▸ **DATA**
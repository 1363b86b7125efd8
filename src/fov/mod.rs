//! Field-of-vision computation.
//!
//! Each frame runs three stages against the observer's [`Sector`]:
//! - collect the angle points where visibility can change, and the edges
//!   that can block sight ([`collect_angle_points`])
//! - sort them around the observer and cast one ray per distinct direction
//!   ([`sort_angularly`], [`make_rays`], [`shoot_rays`])
//! - join consecutive arc points with quadratic curves
//!   ([`arc_control_point`])
//!
//! [`FieldOfView`] owns the working buffers and reuses them between frames.
//!
//! # Example
//!
//! ```
//! use sightcone::{FieldOfView, FovConfig, Observer, Point2, Scene, Vec2};
//!
//! let scene = Scene::from_coords(&[&[100.0, -20.0, 100.0, 20.0][..]]).unwrap();
//! let observer = Observer::new(Point2::new(0.0, 0.0), Vec2::new(1.0, 0.0));
//!
//! let mut fov = FieldOfView::new(FovConfig::default()).unwrap();
//! let visibility = fov.update(&scene, &observer);
//! assert_eq!(visibility.len(), 6);
//!
//! assert!(fov.is_point_visible(&scene, Point2::new(50.0, 0.0)));
//! assert!(!fov.is_point_visible(&scene, Point2::new(150.0, 0.0)));
//! ```

mod angle_points;
mod arc;
mod sweep;
mod visibility;

pub use angle_points::{collect_angle_points, AnglePointSet, AuxTilt};
pub use arc::arc_control_point;
pub use sweep::{make_rays, shoot_rays, sort_angularly};
pub use visibility::{Visibility, VisibilityVertex};

use crate::config::FovConfig;
use crate::error::FovError;
use crate::intersect::{line_intersection, LineIntersection};
use crate::primitives::{Edge2, Point2, Vec2};
use crate::scene::{EdgeId, Scene};
use crate::sector::{classify, Observer, PointInSector, Sector};
use num_traits::Float;

/// One observer's field of vision, recomputed per frame.
///
/// Holds only per-frame working state; the scene is borrowed for each call
/// and may be shared between any number of `FieldOfView`s. Nothing carries
/// over from one frame to the next.
#[derive(Debug, Clone)]
pub struct FieldOfView<F> {
    config: FovConfig<F>,
    tilt: AuxTilt<F>,
    sector: Option<Sector<F>>,
    angle_set: AnglePointSet<F>,
    blocking: Vec<EdgeId>,
    angle_points: Vec<Point2<F>>,
    rays: Vec<Vec2<F>>,
    visibility: Visibility<F>,
}

impl<F: Float> FieldOfView<F> {
    /// Creates a field of view after validating `config`.
    pub fn new(config: FovConfig<F>) -> Result<Self, FovError> {
        config.validate()?;
        Ok(Self {
            tilt: AuxTilt::new(config.aux_ray_tilt),
            config,
            sector: None,
            angle_set: AnglePointSet::new(),
            blocking: Vec::new(),
            angle_points: Vec::new(),
            rays: Vec::new(),
            visibility: Visibility::empty(),
        })
    }

    /// Recomputes the visible region for `observer` looking into `scene`.
    pub fn update(&mut self, scene: &Scene<F>, observer: &Observer<F>) -> &Visibility<F> {
        let eps = self.config.epsilon;
        let sector = observer.sector(self.config.radius, self.config.half_aperture);

        self.angle_set.clear();
        self.blocking.clear();
        collect_angle_points(
            scene,
            &sector,
            self.tilt,
            eps,
            &mut self.angle_set,
            &mut self.blocking,
        );

        let [first, last] = sector.arc_ends();
        self.angle_points.clear();
        self.angle_points.push(first);
        self.angle_points.extend_from_slice(self.angle_set.as_slice());
        self.angle_points.push(last);
        sort_angularly(&mut self.angle_points, &sector);

        self.rays.clear();
        make_rays(&self.angle_points, sector.centre(), eps, &mut self.rays);

        let blocking: Vec<&Edge2<F>> = self
            .blocking
            .iter()
            .filter_map(|&id| scene.edge(id))
            .collect();
        let vertices = self.visibility.reset(sector.centre());
        shoot_rays(&self.rays, &blocking, &sector, eps, vertices);

        log::debug!(
            "fov update: {} angle points, {} blocking edges, {} rays, {} vertices",
            self.angle_points.len(),
            self.blocking.len(),
            self.rays.len(),
            self.visibility.len()
        );

        self.sector = Some(sector);
        &self.visibility
    }

    /// Whether `target` is in the cone with nothing in between, as of the
    /// last [`update`](Self::update). `scene` must be the one last updated
    /// against.
    ///
    /// Always `false` before the first update.
    pub fn is_point_visible(&self, scene: &Scene<F>, target: Point2<F>) -> bool {
        let Some(sector) = &self.sector else {
            return false;
        };
        let eps = self.config.epsilon;
        if classify(target, sector, eps) != PointInSector::Within {
            return false;
        }

        let centre = sector.centre();
        let sight = Edge2::segment(centre, target);
        !self
            .blocking
            .iter()
            .filter_map(|&id| scene.edge(id))
            .any(|edge| match line_intersection(&sight, edge, true, eps) {
                LineIntersection::Intersect {
                    point: Some(p), ..
                } => p.distance_squared(centre) > eps,
                _ => false,
            })
    }

    #[inline]
    pub fn config(&self) -> &FovConfig<F> {
        &self.config
    }

    /// The sector of the last update.
    #[inline]
    pub fn sector(&self) -> Option<&Sector<F>> {
        self.sector.as_ref()
    }

    /// The visible region of the last update.
    #[inline]
    pub fn visibility(&self) -> &Visibility<F> {
        &self.visibility
    }

    pub fn into_visibility(self) -> Visibility<F> {
        self.visibility
    }

    /// Angle points of the last update in sweep order, cone ends included.
    #[inline]
    pub fn angle_points(&self) -> &[Point2<F>] {
        &self.angle_points
    }

    /// Rays cast in the last update, one per distinct direction.
    #[inline]
    pub fn rays(&self) -> &[Vec2<F>] {
        &self.rays
    }

    /// Edges found able to block sight in the last update.
    #[inline]
    pub fn blocking_edges(&self) -> &[EdgeId] {
        &self.blocking
    }
}

/// Computes a single frame without keeping a [`FieldOfView`] around.
pub fn compute_visibility<F: Float>(
    scene: &Scene<F>,
    observer: &Observer<F>,
    config: FovConfig<F>,
) -> Result<Visibility<F>, FovError> {
    let mut fov = FieldOfView::new(config)?;
    fov.update(scene, observer);
    Ok(fov.into_visibility())
}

▸ **WHAT THE TASK REQUIRES**
Each record above needs to be transcribed word for word.

▸ **SOLUTION TO THIS EXERCISE**
repository 1363b86b7125efd8
filename src/fov/mod.rs
//! Field-of-vision computation.
//!
//! Each frame runs three stages against the observer's [`Sector`]:
//! - collect the angle points where visibility can change, and the edges
//!   that can block sight ([`collect_angle_points`])
//! - sort them around the observer and cast one ray per distinct direction
//!   ([`sort_angularly`], [`make_rays`], [`shoot_rays`])
//! - join consecutive arc points with quadratic curves
//!   ([`arc_control_point`])
//!
//! [`FieldOfView`] owns the working buffers and reuses them between frames.
//!
//! # Example
//!
//! ```
//! use sightcone::{FieldOfView, FovConfig, Observer, Point2, Scene, Vec2};
//!
//! let scene = Scene::from_coords(&[&[100.0, -20.0, 100.0, 20.0][..]]).unwrap();
//! let observer = Observer::new(Point2::new(0.0, 0.0), Vec2::new(1.0, 0.0));
//!
//! let mut fov = FieldOfView::new(FovConfig::default()).unwrap();
//! let visibility = fov.update(&scene, &observer);
//! assert_eq!(visibility.len(), 6);
//!
//! assert!(fov.is_point_visible(&scene, Point2::new(50.0, 0.0)));
//! assert!(!fov.is_point_visible(&scene, Point2::new(150.0, 0.0)));
//! ```

mod angle_points;
mod arc;
mod sweep;
mod visibility;

pub use angle_points::{collect_angle_points, AnglePointSet, AuxTilt};
pub use arc::arc_control_point;
pub use sweep::{make_rays, shoot_rays, sort_angularly};
pub use visibility::{Visibility, VisibilityVertex};

use crate::config::FovConfig;
use crate::error::FovError;
use crate::intersect::{line_intersection, LineIntersection};
use crate::primitives::{Edge2, Point2, Vec2};
use crate::scene::{EdgeId, Scene};
use crate::sector::{classify, Observer, PointInSector, Sector};
use num_traits::Float;

/// One observer's field of vision, recomputed per frame.
///
/// Holds only per-frame working state; the scene is borrowed for each call
/// and may be shared between any number of `FieldOfView`s. Nothing carries
/// over from one frame to the next.
#[derive(Debug, Clone)]
pub struct FieldOfView<F> {
    config: FovConfig<F>,
    tilt: AuxTilt<F>,
    sector: Option<Sector<F>>,
    angle_set: AnglePointSet<F>,
    blocking: Vec<EdgeId>,
    angle_points: Vec<Point2<F>>,
    rays: Vec<Vec2<F>>,
    visibility: Visibility<F>,
}

impl<F: Float> FieldOfView<F> {
    /// Creates a field of view after validating `config`.
    pub fn new(config: FovConfig<F>) -> Result<Self, FovError> {
        config.validate()?;
        Ok(Self {
            tilt: AuxTilt::new(config.aux_ray_tilt),
            config,
            sector: None,
            angle_set: AnglePointSet::new(),
            blocking: Vec::new(),
            angle_points: Vec::new(),
            rays: Vec::new(),
            visibility: Visibility::empty(),
        })
    }

    /// Recomputes the visible region for `observer` looking into `scene`.
    pub fn update(&mut self, scene: &Scene<F>, observer: &Observer<F>) -> &Visibility<F> {
        let eps = self.config.epsilon;
        let sector = observer.sector(self.config.radius, self.config.half_aperture);

        self.angle_set.clear();
        self.blocking.clear();
        collect_angle_points(
            scene,
            &sector,
            self.tilt,
            eps,
            &mut self.angle_set,
            &mut self.blocking,
        );

        let [first, last] = sector.arc_ends();
        self.angle_points.clear();
        self.angle_points.push(first);
        self.angle_points.extend_from_slice(self.angle_set.as_slice());
        self.angle_points.push(last);
        sort_angularly(&mut self.angle_points, &sector);

        self.rays.clear();
        make_rays(&self.angle_points, sector.centre(), eps, &mut self.rays);

        let blocking: Vec<&Edge2<F>> = self
            .blocking
            .iter()
            .filter_map(|&id| scene.edge(id))
            .collect();
        let vertices = self.visibility.reset(sector.centre());
        shoot_rays(&self.rays, &blocking, &sector, eps, vertices);

        log::debug!(
            "fov update: {} angle points, {} blocking edges, {} rays, {} vertices",
            self.angle_points.len(),
            self.blocking.len(),
            self.rays.len(),
            self.visibility.len()
        );

        self.sector = Some(sector);
        &self.visibility
    }

    /// Whether `target` is in the cone with nothing in between, as of the
    /// last [`update`](Self::update). `scene` must be the one last updated
    /// against.
    ///
    /// Always `false` before the first update.
    pub fn is_point_visible(&self, scene: &Scene<F>, target: Point2<F>) -> bool {
        let Some(sector) = &self.sector else {
            return false;
        };
        let eps = self.config.epsilon;
        if classify(target, sector, eps) != PointInSector::Within {
            return false;
        }

        let centre = sector.centre();
        let sight = Edge2::segment(centre, target);
        !self
            .blocking
            .iter()
            .filter_map(|&id| scene.edge(id))
            .any(|edge| match line_intersection(&sight, edge, true, eps) {
                LineIntersection::Intersect {
                    point: Some(p), ..
                } => p.distance_squared(centre) > eps,
                _ => false,
            })
    }

    #[inline]
    pub fn config(&self) -> &FovConfig<F> {
        &self.config
    }

    /// The sector of the last update.
    #[inline]
    pub fn sector(&self) -> Option<&Sector<F>> {
        self.sector.as_ref()
    }

    /// The visible region of the last update.
    #[inline]
    pub fn visibility(&self) -> &Visibility<F> {
        &self.visibility
    }

    pub fn into_visibility(self) -> Visibility<F> {
        self.visibility
    }

    /// Angle points of the last update in sweep order, cone ends included.
    #[inline]
    pub fn angle_points(&self) -> &[Point2<F>] {
        &self.angle_points
    }

    /// Rays cast in the last update, one per distinct direction.
    #[inline]
    pub fn rays(&self) -> &[Vec2<F>] {
        &self.rays
    }

    /// Edges found able to block sight in the last update.
    #[inline]
    pub fn blocking_edges(&self) -> &[EdgeId] {
        &self.blocking
    }
}

/// Computes a single frame without keeping a [`FieldOfView`] around.
pub fn compute_visibility<F: Float>(
    scene: &Scene<F>,
    observer: &Observer<F>,
    config: FovConfig<F>,
) -> Result<Visibility<F>, FovError> {
    let mut fov = FieldOfView::new(config)?;
    fov.update(scene, observer);
    Ok(fov.into_visibility())
}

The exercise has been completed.